//! Cross-checks the codec against serde_json on documents both can represent.

use lsl_json::json::{JsonDecoder, JsonEncoder, JsonValue};
use lsl_json::{flatten, json_parse, json_serialize, ContainerKind, Element, JSON_NULL};
use serde_json::{json, Value};

fn documents() -> Vec<&'static str> {
    vec![
        r#"{"a":1,"b":[1,2,3],"c":{"d":null,"e":true}}"#,
        r#"[0,0.0,-0.0,-5,1e2,1E-2,123456789012345678,0.1,"x"]"#,
        r#"{"esc":"quote\" slash\\ tab\t nl\n unié ctl\u0001 pair😀"}"#,
        r#"[[[]],{},[{}],""]"#,
        r#"  {"sp ace" : [ 1 , 2 ] }  "#,
        r#""just a string""#,
        "42",
        "false",
    ]
}

#[test]
fn decoder_agrees_with_serde_json() {
    let decoder = JsonDecoder::new();
    for text in documents() {
        let ours = decoder.decode(text).expect("decode");
        let theirs: Value = serde_json::from_str(text).expect("serde decode");
        assert_eq!(Value::from(&ours), theirs, "document {text}");
    }
}

#[test]
fn encoder_output_is_valid_json() {
    let decoder = JsonDecoder::new();
    let mut encoder = JsonEncoder::new();
    for text in documents() {
        let value = decoder.decode(text).expect("decode");
        let canonical = encoder.encode(&value);
        let reparsed: Value = serde_json::from_str(&canonical).expect("canonical text parses");
        assert_eq!(reparsed, Value::from(&value), "document {text}");
        assert!(!canonical.contains(": ") && !canonical.contains(", "));
    }
}

#[test]
fn serialized_lists_parse_with_serde_json() {
    let list = vec![
        Element::str("int"),
        Element::Integer(i64::MIN),
        Element::str("float"),
        Element::Float(-1.5e-9),
        Element::str("big"),
        Element::Float(1e15),
        Element::str("null"),
        Element::str(JSON_NULL),
        Element::str("ctl"),
        Element::str("\u{0}\u{7f}"),
    ];
    let text = json_serialize(ContainerKind::Object, &list).unwrap();
    let value: Value = serde_json::from_str(&text).expect("valid json");
    assert_eq!(value["int"], json!(i64::MIN));
    assert!(value["float"].is_f64());
    assert_eq!(value["float"].as_f64(), Some(-1.5e-9));
    assert_eq!(value["big"].as_f64(), Some(1e15));
    assert_eq!(value["null"], Value::Null);
    assert_eq!(value["ctl"], json!("\u{0}\u{7f}"));
}

#[test]
fn flatten_serde_values() {
    let value = JsonValue::from(json!({"n": 1, "f": 1.0, "l": [1, {"k": false}]}));
    assert_eq!(
        flatten(&value).unwrap(),
        vec![
            Element::str("n"),
            Element::Integer(1),
            Element::str("f"),
            Element::Float(1.0),
            Element::str("l"),
            Element::str(r#"[1,{"k":false}]"#),
        ]
    );
}

#[test]
fn duplicate_keys_survive_where_serde_json_collapses() {
    let text = r#"{"k":1,"k":2}"#;
    assert_eq!(
        json_parse(text),
        vec![
            Element::str("k"),
            Element::Integer(1),
            Element::str("k"),
            Element::Integer(2)
        ]
    );
    let theirs: Value = serde_json::from_str(text).unwrap();
    assert_eq!(theirs, json!({"k": 2}));
}
//! JSON parse tree.

use crate::number::{classify_lexeme, is_float_lexeme, NumberError};
use crate::Element;

/// A number as it was written in the source text.
#[derive(Debug, Clone, PartialEq, Eq)]
pub struct JsonNumber {
    lexeme: String,
    is_float: bool,
}

impl JsonNumber {
    pub fn new(lexeme: impl Into<String>) -> Self {
        let lexeme = lexeme.into();
        let is_float = is_float_lexeme(&lexeme);
        Self { lexeme, is_float }
    }

    pub fn lexeme(&self) -> &str {
        &self.lexeme
    }

    /// The lexeme carries a fraction and/or an exponent.
    pub fn is_float(&self) -> bool {
        self.is_float
    }

    /// Convert to an `Integer` or `Float` element at full precision.
    pub fn to_element(&self) -> Result<Element, NumberError> {
        classify_lexeme(&self.lexeme)
    }
}

/// Parsed JSON value.
///
/// Objects are member lists, not maps: source order is kept and duplicate
/// keys survive.
#[derive(Debug, Clone, PartialEq)]
pub enum JsonValue {
    Null,
    Bool(bool),
    Number(JsonNumber),
    Str(String),
    Array(Vec<JsonValue>),
    Object(Vec<(String, JsonValue)>),
}

impl JsonValue {
    pub fn is_container(&self) -> bool {
        matches!(self, JsonValue::Array(_) | JsonValue::Object(_))
    }
}
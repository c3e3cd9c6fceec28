//! JSON codec for flat script lists.
//!
//! Converts between JSON text and the flat, dynamically typed list used by
//! LSL scripts. Integer and float literals keep their identity through the
//! round trip: `{"a":0}` parses to `Integer(0)` and `{"a":0.0}` to
//! `Float(0.0)`, and each serializes back the way it was written.
//!
//! JSON `null`, `true` and `false` travel through the list as the sentinel
//! texts [`JSON_NULL`], [`JSON_TRUE`] and [`JSON_FALSE`]. A script string that
//! happens to equal a sentinel is indistinguishable from it.
//!
//! ```
//! use lsl_json::{json_parse, json_serialize, ContainerKind, Element};
//!
//! let list = json_parse(r#"{ "dummy" : 0.0 }"#);
//! assert_eq!(list, vec![Element::str("dummy"), Element::Float(0.0)]);
//! assert_eq!(
//!     json_serialize(ContainerKind::Object, &list).unwrap(),
//!     r#"{"dummy":0.0}"#
//! );
//! ```

mod constants;
mod container;
mod element;

pub mod json;
pub mod list;
pub mod number;
pub mod options;

pub use constants::{
    DEFAULT_MAX_DEPTH, JSON_ARRAY, JSON_FALSE, JSON_INVALID, JSON_NULL, JSON_OBJECT, JSON_TRUE,
};
pub use container::ContainerKind;
pub use element::Element;
pub use json::{JsonValue, ParseError, SerializeError};
pub use list::{flatten, JsonListCodec};
pub use options::{ParseOptions, SerializeOptions};

/// Parses JSON text into list elements with default settings.
///
/// Never fails: malformed text yields `[JSON_INVALID]`.
pub fn json_parse(text: &str) -> Vec<Element> {
    JsonListCodec::default().parse(text)
}

/// Parses JSON text into list elements, returning the parse error on failure.
pub fn try_json_parse(text: &str) -> Result<Vec<Element>, ParseError> {
    JsonListCodec::default().try_parse(text)
}

/// Frames list elements as a JSON object or array with default settings.
pub fn json_serialize(kind: ContainerKind, elements: &[Element]) -> Result<String, SerializeError> {
    JsonListCodec::default().serialize(kind, elements)
}

/// Like [`json_serialize`], with the kind given as a `JSON_OBJECT` /
/// `JSON_ARRAY` token.
pub fn json_serialize_token(token: &str, elements: &[Element]) -> Result<String, SerializeError> {
    JsonListCodec::default().serialize_token(token, elements)
}
use lsl_json::number::{classify_lexeme, format_float, format_integer};
use lsl_json::{
    json_parse, json_serialize, try_json_parse, ContainerKind, Element, ParseError, JSON_INVALID,
};
use proptest::prelude::*;

fn finite_f64() -> impl Strategy<Value = f64> {
    any::<f64>().prop_filter("finite", |x| x.is_finite())
}

fn element() -> impl Strategy<Value = Element> {
    prop_oneof![
        any::<i64>().prop_map(Element::Integer),
        finite_f64().prop_map(Element::Float),
        "\\PC{0,12}".prop_map(Element::Str),
        "[\\x00-\\x1f\"\\\\]{0,4}".prop_map(Element::Str),
    ]
}

proptest! {
    #[test]
    fn integer_lexemes_classify_as_integer(n in any::<i64>()) {
        let text = format_integer(n);
        prop_assert!(!text.contains('.'));
        prop_assert_eq!(classify_lexeme(&text), Ok(Element::Integer(n)));
    }

    #[test]
    fn float_text_always_has_point_and_round_trips(x in finite_f64()) {
        let text = format_float(x);
        prop_assert!(text.contains('.'));
        prop_assert_eq!(classify_lexeme(&text), Ok(Element::Float(x)));
    }

    #[test]
    fn arrays_round_trip(list in prop::collection::vec(element(), 0..8)) {
        let text = json_serialize(ContainerKind::Array, &list).unwrap();
        prop_assert_eq!(json_parse(&text), list);
    }

    #[test]
    fn objects_round_trip(
        pairs in prop::collection::vec(("\\PC{0,8}", element()), 0..6)
    ) {
        let list: Vec<Element> = pairs
            .into_iter()
            .flat_map(|(key, value)| [Element::Str(key), value])
            .collect();
        let text = json_serialize(ContainerKind::Object, &list).unwrap();
        prop_assert_eq!(json_parse(&text), list);
    }

    #[test]
    fn rejection_is_always_the_invalid_sentinel(text in "\\PC{0,24}") {
        match try_json_parse(&text) {
            Ok(list) => prop_assert_eq!(json_parse(&text), list),
            Err(error) => {
                prop_assert_eq!(json_parse(&text), vec![Element::str(JSON_INVALID)]);
                // Text serde_json accepts is only refused for numbers outside i64/f64.
                if serde_json::from_str::<serde_json::Value>(&text).is_ok() {
                    prop_assert!(matches!(error, ParseError::Number(_)), "{}", error);
                }
            }
        }
    }

    #[test]
    fn json_looking_text_never_panics(text in "[\\[\\]{}\",:0-9.eE+\\- a-z\\\\]{0,24}") {
        let _ = json_parse(&text);
    }
}
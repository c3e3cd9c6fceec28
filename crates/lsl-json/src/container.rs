//! Container framing selected by the caller on serialization.

use crate::constants::{JSON_ARRAY, JSON_OBJECT};
use crate::json::SerializeError;

/// How a flat element sequence is framed as JSON.
#[derive(Debug, Clone, Copy, PartialEq, Eq, Hash)]
pub enum ContainerKind {
    /// Elements are alternating key/value pairs.
    Object,
    Array,
}

impl ContainerKind {
    /// The host token (`JSON_OBJECT` / `JSON_ARRAY`) for this kind.
    pub fn token(self) -> &'static str {
        match self {
            ContainerKind::Object => JSON_OBJECT,
            ContainerKind::Array => JSON_ARRAY,
        }
    }
}

impl TryFrom<&str> for ContainerKind {
    type Error = SerializeError;

    fn try_from(token: &str) -> Result<Self, Self::Error> {
        match token {
            JSON_OBJECT => Ok(ContainerKind::Object),
            JSON_ARRAY => Ok(ContainerKind::Array),
            other => Err(SerializeError::InvalidContainerKind(other.to_owned())),
        }
    }
}
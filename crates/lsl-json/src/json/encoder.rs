//! Canonical JSON text encoder.
//!
//! Output is compact: no whitespace between tokens. Numbers go through
//! [`crate::number`] so integers never carry a decimal point and floats
//! always do.

use super::value::{JsonNumber, JsonValue};
use crate::number::{format_float, format_integer};
use crate::Element;

/// JSON text encoder writing into an internal buffer.
#[derive(Debug, Default)]
pub struct JsonEncoder {
    out: String,
}

impl JsonEncoder {
    pub fn new() -> Self {
        Self { out: String::new() }
    }

    /// Encodes one value and returns the text, leaving the encoder empty.
    pub fn encode(&mut self, value: &JsonValue) -> String {
        self.out.clear();
        self.write_any(value);
        self.flush()
    }

    /// Takes the text written so far.
    pub fn flush(&mut self) -> String {
        std::mem::take(&mut self.out)
    }

    /// Appends already-encoded JSON text.
    pub fn write_raw(&mut self, text: &str) {
        self.out.push_str(text);
    }

    pub fn write_any(&mut self, value: &JsonValue) {
        match value {
            JsonValue::Null => self.write_null(),
            JsonValue::Bool(b) => self.write_boolean(*b),
            JsonValue::Number(n) => self.write_number(n),
            JsonValue::Str(s) => self.write_str(s),
            JsonValue::Array(items) => self.write_arr(items),
            JsonValue::Object(members) => self.write_obj(members),
        }
    }

    pub fn write_null(&mut self) {
        self.out.push_str("null");
    }

    pub fn write_boolean(&mut self, value: bool) {
        self.out.push_str(if value { "true" } else { "false" });
    }

    /// Re-formats the lexeme through its element form (`1e2` -> `100.0`).
    /// A lexeme that does not convert is written as `null`.
    pub fn write_number(&mut self, number: &JsonNumber) {
        match number.to_element() {
            Ok(Element::Integer(n)) => self.write_integer(n),
            Ok(Element::Float(x)) => self.write_float(x),
            _ => self.write_null(),
        }
    }

    pub fn write_integer(&mut self, value: i64) {
        self.out.push_str(&format_integer(value));
    }

    pub fn write_float(&mut self, value: f64) {
        self.out.push_str(&format_float(value));
    }

    pub fn write_arr(&mut self, items: &[JsonValue]) {
        self.out.push('[');
        for (i, item) in items.iter().enumerate() {
            if i > 0 {
                self.out.push(',');
            }
            self.write_any(item);
        }
        self.out.push(']');
    }

    pub fn write_obj(&mut self, members: &[(String, JsonValue)]) {
        self.out.push('{');
        for (i, (key, value)) in members.iter().enumerate() {
            if i > 0 {
                self.out.push(',');
            }
            self.write_str(key);
            self.out.push(':');
            self.write_any(value);
        }
        self.out.push('}');
    }

    /// Writes a quoted string literal, escaping `"`, `\` and control
    /// characters.
    pub fn write_str(&mut self, s: &str) {
        self.out.reserve(s.len() + 2);
        self.out.push('"');
        for ch in s.chars() {
            match ch {
                '"' => self.out.push_str("\\\""),
                '\\' => self.out.push_str("\\\\"),
                '\n' => self.out.push_str("\\n"),
                '\r' => self.out.push_str("\\r"),
                '\t' => self.out.push_str("\\t"),
                '\u{0008}' => self.out.push_str("\\b"),
                '\u{000C}' => self.out.push_str("\\f"),
                c if (c as u32) < 0x20 => {
                    self.out.push_str(&format!("\\u{:04x}", c as u32));
                }
                c => self.out.push(c),
            }
        }
        self.out.push('"');
    }

    /// Writes a list element as a JSON value. The null/true/false sentinels
    /// become JSON literals.
    pub fn write_element(&mut self, element: &Element) {
        match element {
            Element::Integer(n) => self.write_integer(*n),
            Element::Float(x) => self.write_float(*x),
            Element::Str(s) => match element.json_literal() {
                Some(literal) => self.write_raw(literal),
                None => self.write_str(s),
            },
            Element::Opaque(s) => self.write_str(s),
        }
    }

    /// Writes a list element as an object key, always a quoted string.
    pub fn write_key(&mut self, element: &Element) {
        match element {
            Element::Str(s) | Element::Opaque(s) => self.write_str(s),
            other => self.write_str(&other.to_string()),
        }
    }
}

#[cfg(test)]
mod tests {
    use super::*;
    use crate::constants::JSON_NULL;

    fn num(lexeme: &str) -> JsonValue {
        JsonValue::Number(JsonNumber::new(lexeme))
    }

    #[test]
    fn compact_canonical_output() {
        let mut encoder = JsonEncoder::new();
        let value = JsonValue::Object(vec![
            ("a".into(), JsonValue::Array(vec![num("1"), num("1.50"), num("1e2")])),
            ("b".into(), JsonValue::Null),
            ("b".into(), JsonValue::Bool(false)),
            ("c".into(), JsonValue::Object(vec![])),
        ]);
        assert_eq!(
            encoder.encode(&value),
            r#"{"a":[1,1.5,100.0],"b":null,"b":false,"c":{}}"#
        );
        assert_eq!(encoder.encode(&JsonValue::Array(vec![])), "[]");
    }

    #[test]
    fn unconvertible_number_is_null() {
        let mut encoder = JsonEncoder::new();
        assert_eq!(encoder.encode(&num("1e999")), "null");
        assert_eq!(encoder.encode(&num("abc")), "null");
    }

    #[test]
    fn string_escaping() {
        let mut encoder = JsonEncoder::new();
        encoder.write_str("q\"b\\s/\n\r\t\u{8}\u{c}\u{1}\u{1f} é😀");
        assert_eq!(
            encoder.flush(),
            r#""q\"b\\s/\n\r\t\b\f\u0001\u001f é😀""#
        );
    }

    #[test]
    fn elements_and_sentinels() {
        let mut encoder = JsonEncoder::new();
        encoder.write_element(&Element::Integer(0));
        encoder.write_raw(",");
        encoder.write_element(&Element::Float(0.0));
        encoder.write_raw(",");
        encoder.write_element(&Element::null());
        encoder.write_raw(",");
        encoder.write_element(&Element::from(true));
        encoder.write_raw(",");
        encoder.write_element(&Element::from(false));
        encoder.write_raw(",");
        encoder.write_element(&Element::Opaque(JSON_NULL.to_owned()));
        encoder.write_raw(",");
        encoder.write_element(&Element::str("true"));
        assert_eq!(
            encoder.flush(),
            format!("0,0.0,null,true,false,\"{JSON_NULL}\",\"true\"")
        );
    }

    #[test]
    fn keys_use_canonical_text() {
        let mut encoder = JsonEncoder::new();
        encoder.write_key(&Element::Integer(3));
        encoder.write_key(&Element::Float(3.0));
        encoder.write_key(&Element::str("k\""));
        encoder.write_key(&Element::Opaque("<0, 0, 1>".into()));
        assert_eq!(encoder.flush(), r#""3""3.0""k\"""<0, 0, 1>""#);
    }
}
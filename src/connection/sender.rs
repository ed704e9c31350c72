//! Producer-side network endpoint

use futures::Stream;
use std::net::SocketAddr;
use std::sync::Arc;
use std::time::Duration;
use tokio::net::{TcpListener, TcpSocket, TcpStream};
use tokio::sync::watch;
use tokio_stream::wrappers::WatchStream;
use tokio_util::sync::CancellationToken;
use tracing::{debug, info, trace, warn};

use super::{SessionEnd, SessionId};
use crate::buffer::{BufferError, FrameBuffer};
use crate::stats::{PipelineStats, report_progress};
use crate::wire::write_frame;
use crate::{Result, StreamError};

/// Lifecycle of a [`NetworkSender`]
///
/// `Listening → AwaitingClient → Streaming → AwaitingClient → ...`, with
/// `Shutdown` reachable from any state once cancellation is requested.
#[derive(Debug, Clone, PartialEq, Eq)]
pub enum SenderState {
    Listening,
    AwaitingClient,
    Streaming { session: SessionId, peer: SocketAddr },
    Shutdown,
}

/// Tuning knobs for the streaming loop
#[derive(Debug, Clone, Copy, PartialEq, Eq)]
pub struct SenderOptions {
    /// How long one buffer `get` waits before checking for shutdown again
    pub get_timeout: Duration,
    /// A peer that stops reading for this long is treated as gone
    pub write_timeout: Duration,
    /// Pause after a failed `accept`
    pub accept_backoff: Duration,
    /// Log throughput every N frames (0 disables)
    pub report_every: u64,
}

impl Default for SenderOptions {
    fn default() -> Self {
        Self {
            get_timeout: Duration::from_secs(1),
            write_timeout: Duration::from_secs(5),
            accept_backoff: Duration::from_secs(1),
            report_every: 100,
        }
    }
}

/// Listening socket that streams buffered frames to one consumer at a time.
///
/// Additional consumers wait in the listen backlog and are accepted once the
/// current session ends. A consumer disconnecting never stops the sender.
pub struct NetworkSender {
    listener: TcpListener,
    local_addr: SocketAddr,
    state_tx: watch::Sender<SenderState>,
    state_rx: watch::Receiver<SenderState>,
    sessions: u64,
}

impl NetworkSender {
    /// Bind and listen on `addr` (`host:port`; port 0 picks a free port).
    pub async fn bind(addr: &str, backlog: u32) -> Result<Self> {
        let bind_error = |source| StreamError::Bind { addr: addr.to_string(), source };

        let socket_addr = tokio::net::lookup_host(addr)
            .await
            .map_err(bind_error)?
            .next()
            .ok_or_else(|| {
                bind_error(std::io::Error::new(
                    std::io::ErrorKind::AddrNotAvailable,
                    "address resolved to nothing",
                ))
            })?;

        let socket = match socket_addr {
            SocketAddr::V4(_) => TcpSocket::new_v4(),
            SocketAddr::V6(_) => TcpSocket::new_v6(),
        }
        .map_err(bind_error)?;
        socket.set_reuseaddr(true).map_err(bind_error)?;
        socket.bind(socket_addr).map_err(bind_error)?;
        let listener = socket.listen(backlog.max(1)).map_err(bind_error)?;
        let local_addr = listener.local_addr().map_err(bind_error)?;

        let (state_tx, state_rx) = watch::channel(SenderState::Listening);
        info!("Listening on {} (backlog {})", local_addr, backlog.max(1));

        Ok(Self { listener, local_addr, state_tx, state_rx, sessions: 0 })
    }

    /// Address the listener is actually bound to
    pub fn local_addr(&self) -> SocketAddr {
        self.local_addr
    }

    /// Current state snapshot
    pub fn state(&self) -> SenderState {
        self.state_rx.borrow().clone()
    }

    /// Watch receiver for state changes; stays valid after `run` consumes the sender
    pub fn subscribe(&self) -> watch::Receiver<SenderState> {
        self.state_rx.clone()
    }

    /// State changes as a stream, starting with the current state
    pub fn state_updates(&self) -> impl Stream<Item = SenderState> + 'static {
        WatchStream::new(self.state_rx.clone())
    }

    fn set_state(&self, state: SenderState) {
        self.state_tx.send_replace(state);
    }

    /// Accept consumers and stream frames from `buffer` until cancelled.
    ///
    /// Returns once `cancel` fires or the buffer is closed.
    pub async fn run(
        mut self,
        buffer: Arc<FrameBuffer>,
        stats: Arc<PipelineStats>,
        options: SenderOptions,
        cancel: CancellationToken,
    ) {
        loop {
            self.set_state(SenderState::AwaitingClient);
            info!("Waiting for a consumer on {}", self.local_addr);

            let accepted = tokio::select! {
                biased;
                _ = cancel.cancelled() => break,
                accepted = self.listener.accept() => accepted,
            };

            let (stream, peer) = match accepted {
                Ok(accepted) => accepted,
                Err(e) => {
                    warn!("Accept failed: {}; retrying in {:?}", e, options.accept_backoff);
                    tokio::select! {
                        biased;
                        _ = cancel.cancelled() => break,
                        _ = tokio::time::sleep(options.accept_backoff) => continue,
                    }
                }
            };

            self.sessions += 1;
            let session = SessionId(self.sessions);
            if let Err(e) = stream.set_nodelay(true) {
                debug!(%session, "Could not disable Nagle: {}", e);
            }
            self.set_state(SenderState::Streaming { session, peer });
            info!(%session, %peer, "Consumer connected");

            let (end, sent) =
                stream_session(stream, session, &buffer, &stats, &options, &cancel).await;
            match end {
                SessionEnd::Disconnected(e) => {
                    info!(%session, %peer, sent, "Consumer disconnected: {}", e);
                }
                SessionEnd::Cancelled => {
                    info!(%session, %peer, sent, "Session stopped by shutdown");
                    break;
                }
                SessionEnd::BufferClosed => {
                    info!(%session, %peer, sent, "Frame buffer closed, ending session");
                    break;
                }
            }
        }

        self.set_state(SenderState::Shutdown);
        info!("Sender stopped after {} sessions", self.sessions);
    }
}

/// Stream frames to one peer until it goes away. Returns why the session
/// ended and how many frames it carried.
async fn stream_session(
    mut stream: TcpStream,
    session: SessionId,
    buffer: &FrameBuffer,
    stats: &PipelineStats,
    options: &SenderOptions,
    cancel: &CancellationToken,
) -> (SessionEnd, u64) {
    let mut sent = 0u64;
    loop {
        let next = tokio::select! {
            biased;
            _ = cancel.cancelled() => return (SessionEnd::Cancelled, sent),
            next = buffer.get(options.get_timeout) => next,
        };
        let frame = match next {
            Ok(frame) => frame,
            Err(BufferError::Empty) => {
                trace!(%session, "No frame within {:?}", options.get_timeout);
                continue;
            }
            Err(BufferError::Closed) => return (SessionEnd::BufferClosed, sent),
        };

        let write = tokio::time::timeout(options.write_timeout, write_frame(&mut stream, &frame));
        let written = tokio::select! {
            biased;
            _ = cancel.cancelled() => return (SessionEnd::Cancelled, sent),
            written = write => written,
        };

        match written {
            Ok(Ok(bytes)) => {
                sent += 1;
                let total = stats.record_frame(bytes);
                trace!(%session, bytes, "Frame sent");
                report_progress(
                    "Sent",
                    stats,
                    total,
                    options.report_every,
                    buffer.size(),
                    buffer.capacity(),
                );
            }
            Ok(Err(e)) => return (SessionEnd::Disconnected(e), sent),
            Err(_) => {
                let e = StreamError::Timeout { duration: options.write_timeout };
                return (SessionEnd::Disconnected(e), sent);
            }
        }
    }
}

TRY IT:
Produce only the lines from the line containing "encoder.write_key(&Element::Float(3.0));" through the line containing "use tokio_util::sync::CancellationToken;", inclusive of both, exactly as they stand in the entries above.

EXERCISE RESPONSE:
        encoder.write_key(&Element::Float(3.0));
        encoder.write_key(&Element::str("k\""));
        encoder.write_key(&Element::Opaque("<0, 0, 1>".into()));
        assert_eq!(encoder.flush(), r#""3""3.0""k\"""<0, 0, 1>""#);
    }
}
filename src/connection/sender.rs
repository ed704e9c31350c72
//! Producer-side network endpoint

use futures::Stream;
use std::net::SocketAddr;
use std::sync::Arc;
use std::time::Duration;
use tokio::net::{TcpListener, TcpSocket, TcpStream};
use tokio::sync::watch;
use tokio_stream::wrappers::WatchStream;
use tokio_util::sync::CancellationToken;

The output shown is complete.